On the other hand, enzymatic polymerization has been hindered by the stringent substrate selectivity of polymerases. Despite progress in understanding the determinants of polymerase substrate specificity and in engineering polymerases with expanded substrate spectra, most unnatural nucleotide analogues are poor polymerase substrates at full substitution, both as nucleotides for polymer synthesis and as templates for reverse transcription. Notable exceptions are 2′OMe-DNA and TNA. 2′OMe-DNA is present in eukaryotic rRNAs, is well-tolerated by natural reverse transcriptases (RTs) and has been shown to support heredity and evolution at near full substitution. TNA allowed polymer synthesis and evolution in a three letter system but only limited reverse transcription. Thus, polymerase substrate specificity remains a significant drawback to progress in this area.
WO2011/135280 describes certain polymerases. This document describes a polymerase which is capable of making an RNA polymer from a DNA polymer template. This polymerase is termed TGK. This polymerase comprises mutations Y409G and E664K. The TGK polymerase is described as the first primer dependent thermostable RNA polymerase engineered from a DNA scaffold. The TGK polymerase can synthesise a tRNA gene in less than a minute and can synthesise a 1.7 kb luciferase gene in only one hour. Thus, the TGK polymerase is described as a very efficient RNA polymerase.
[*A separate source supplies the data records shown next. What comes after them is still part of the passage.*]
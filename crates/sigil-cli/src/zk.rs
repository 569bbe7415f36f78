//! # ZK Subcommand
//!
//! Trusted setup writes `sigil.pk`, `sigil.vk` and `artifacts.json` into a
//! directory; the API server and `prove`/`verify` load them from there.
//! `--seed` makes setup reproducible and is meant for tests and local
//! development only.

use std::path::{Path, PathBuf};

use anyhow::{Context, Result};
use clap::{Args, Subcommand};
use serde_json::Value;
use sigil_zkp::{
    setup_artifacts, ArtifactManifest, CommitmentInput, ProofResult, ZkProofService,
    DEFAULT_PROOF_TIMEOUT, DEFAULT_VERIFICATION_VERSION,
};

use crate::{read_json, EXIT_VERIFY_FAILED};

#[derive(Args, Debug)]
pub struct ZkArgs {
    #[command(subcommand)]
    pub command: ZkCommand,
}

#[derive(Subcommand, Debug)]
pub enum ZkCommand {
    /// Generate Groth16 proving and verifying keys.
    Setup {
        /// Artifact directory to write.
        #[arg(long)]
        dir: PathBuf,
        /// Deterministic RNG seed. Never use for production keys.
        #[arg(long)]
        seed: Option<u64>,
        /// Version string recorded in the manifest and in every receipt.
        #[arg(long, default_value = DEFAULT_VERIFICATION_VERSION)]
        verification_version: String,
    },

    /// Prove knowledge of the commitment for a payload hash or field element.
    Prove {
        #[arg(long)]
        dir: PathBuf,
        /// 64-hex-character payload hash.
        #[arg(long, conflicts_with = "poseidon", required_unless_present = "poseidon")]
        payload_hash: Option<String>,
        /// Decimal field element.
        #[arg(long)]
        poseidon: Option<String>,
    },

    /// Verify a proof JSON (`zkPoseidonHash`, `zkProof`, `zkPublicInputs`).
    Verify {
        #[arg(long)]
        dir: PathBuf,
        file: PathBuf,
    },
}

/// Execute the zk subcommand.
pub fn run_zk(args: &ZkArgs) -> Result<u8> {
    match &args.command {
        ZkCommand::Setup {
            dir,
            seed,
            verification_version,
        } => {
            let manifest = setup(dir, *seed, verification_version)?;
            println!("{}", serde_json::to_string_pretty(&manifest)?);
            Ok(0)
        }
        ZkCommand::Prove {
            dir,
            payload_hash,
            poseidon,
        } => {
            let result = prove(dir, payload_hash.as_deref(), poseidon.as_deref())?;
            println!("{}", serde_json::to_string_pretty(&result)?);
            Ok(0)
        }
        ZkCommand::Verify { dir, file } => {
            if verify(dir, &read_json(file)?)? {
                println!("valid");
                Ok(0)
            } else {
                println!("invalid");
                Ok(EXIT_VERIFY_FAILED)
            }
        }
    }
}

pub fn setup(dir: &Path, seed: Option<u64>, verification_version: &str) -> Result<ArtifactManifest> {
    if seed.is_some() {
        tracing::warn!("seeded setup: keys are reproducible and must not be used in production");
    }
    setup_artifacts(dir, seed, verification_version)
        .with_context(|| format!("setup failed in {}", dir.display()))
}

pub fn prove(dir: &Path, payload_hash: Option<&str>, poseidon: Option<&str>) -> Result<ProofResult> {
    let service = load(dir)?;
    let input = CommitmentInput::from_fields(payload_hash, poseidon, None)?;
    Ok(service.generate_blocking(&input)?)
}

/// Verify the proof fields of `proof` (a `prove` output or a proof bundle).
pub fn verify(dir: &Path, proof: &Value) -> Result<bool> {
    let service = load(dir)?;
    let commitment = proof
        .get("zkPoseidonHash")
        .and_then(Value::as_str)
        .context("missing zkPoseidonHash")?;
    let zk_proof = proof.get("zkProof").context("missing zkProof")?;
    let inputs: Vec<String> = serde_json::from_value(
        proof
            .get("zkPublicInputs")
            .cloned()
            .context("missing zkPublicInputs")?,
    )
    .context("zkPublicInputs must be an array of strings")?;
    Ok(service.verify_commitment(commitment, zk_proof, &inputs))
}

fn load(dir: &Path) -> Result<ZkProofService> {
    ZkProofService::load(dir, DEFAULT_PROOF_TIMEOUT)
        .with_context(|| format!("cannot load proof artifacts from {}", dir.display()))
}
WO2011/135280 describes polymerase D4, which is a processive, high fidelity RNA polymerase. The D4 polymerase is based on the TgoT polymerase but with a number of mutations, in particular eight mutations in the region of the thumb domain (motif 10A). The amino acid and nucleotide sequences of the TgoT-derived polymerase D4 is shown in SEQ ID NO:3 and SEQ ID NO:4, respectively. In addition, the Y409N mutation is added to the D4 polymerase to make the polymerase D4N3. This D4N3 polymerase exhibits a striking ability to processively synthesize RNAs up to 87 nucleotides in length.
WO2011/135280 discusses mutation of the E664 residue of TgoT. It is mentioned that E664 may be mutated to E664K, or E664Q, or a small number of other resides as shown in the table at the top of page 51 of WO2011/135280. It was concluded in WO2011/135280 that the E664Q mutation is both necessary and sufficient for processive RNA synthesis (page 80 lines 21 to 22 of WO2011/135280).
The discovery that ANA and FANA in hybrid duplexes with RNA activate RNaseH led to interest in their use for siRNA and FANA in particularly effective at gene knockdown. Furthermore, FANA is stable to chemical (acid or base) hydrolysis, serum resistant, can improve the binding of DNA aptamers, stabilizes G-quadruplexes, hybridizes with RNA more tightly than RNA:RNA and can silence genes more effectively than native (RNA) siRNA. As a result FANA is of interest as a backbone for aptamer generation.
No polymerases are known in the art which are capable of producing arabino nucleotide polymers, such as ANA polymers or FANA polymers.
The present invention seeks to overcome problems associated with the prior art.